◆ Dataset entries
Segment Open
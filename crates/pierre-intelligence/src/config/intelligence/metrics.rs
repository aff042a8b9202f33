// ABOUTME: Metrics configuration for fitness data calculation and validation
// ABOUTME: Configures smoothing, outlier detection, validation ranges, and aggregation methods
//
// SPDX-License-Identifier: MIT OR Apache-2.0
// Copyright (c) 2025 Pierre Fitness Intelligence

//! Metrics Configuration
//!
//! Provides configuration for metrics calculation, validation, and aggregation
//! including smoothing parameters and outlier detection thresholds.

use serde::{Deserialize, Serialize};

/// Metrics Configuration
#[derive(Debug, Clone, Default, Serialize, Deserialize)]
pub struct MetricsConfig {
    /// Metrics calculation settings
    pub calculation: MetricsCalculationConfig,
    /// Metrics validation settings
    pub validation: MetricsValidationConfig,
    /// Metrics aggregation settings
    pub aggregation: MetricsAggregationConfig,
}

/// Configuration for metrics calculation algorithms
#[derive(Debug, Clone, Serialize, Deserialize)]
pub struct MetricsCalculationConfig {
    /// Window size for data smoothing
    pub smoothing_window_size: usize,
    /// Z-score threshold for outlier detection
    pub outlier_detection_threshold: f64,
    /// Whether to interpolate missing data points
    pub missing_data_interpolation: bool,
}

/// Validation rules for metrics data quality
#[derive(Debug, Clone, Serialize, Deserialize)]
pub struct MetricsValidationConfig {
    /// Maximum valid heart rate (BPM)
    pub max_heart_rate: u32,
    /// Minimum valid heart rate (BPM)
    pub min_heart_rate: u32,
    /// Maximum valid pace (min/km)
    pub max_pace_min_per_km: f64,
    /// Minimum valid pace (min/km)
    pub min_pace_min_per_km: f64,
}

/// Configuration for aggregating metrics over time periods
#[derive(Debug, Clone, Serialize, Deserialize)]
pub struct MetricsAggregationConfig {
    /// Method for weekly aggregation (mean, median, sum)
    pub weekly_aggregation_method: String,
    /// Method for monthly aggregation (mean, median, sum)
    pub monthly_aggregation_method: String,
    /// Method for trend calculation (linear, exponential)
    pub trend_calculation_method: String,
}

impl Default for MetricsCalculationConfig {
    fn default() -> Self {
        Self {
            smoothing_window_size: 7,
            outlier_detection_threshold: 2.5,
            missing_data_interpolation: true,
        }
    }
}

impl Default for MetricsValidationConfig {
    fn default() -> Self {
        Self {
            max_heart_rate: 220,
            min_heart_rate: 40,
            max_pace_min_per_km: 20.0,
            min_pace_min_per_km: 2.0,
        }
    }
}

impl Default for MetricsAggregationConfig {
    fn default() -> Self {
        Self {
            weekly_aggregation_method: "average".into(),
            monthly_aggregation_method: "weighted_average".into(),
            trend_calculation_method: "linear_regression".into(),
        }
    }
}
Segment Closed
◆ WHAT IS NEEDED
Across the data, pull every line containing the string "into".

◆ SOLUTION TO THIS EXERCISE
            weekly_aggregation_method: "average".into(),
            monthly_aggregation_method: "weighted_average".into(),
            trend_calculation_method: "linear_regression".into(),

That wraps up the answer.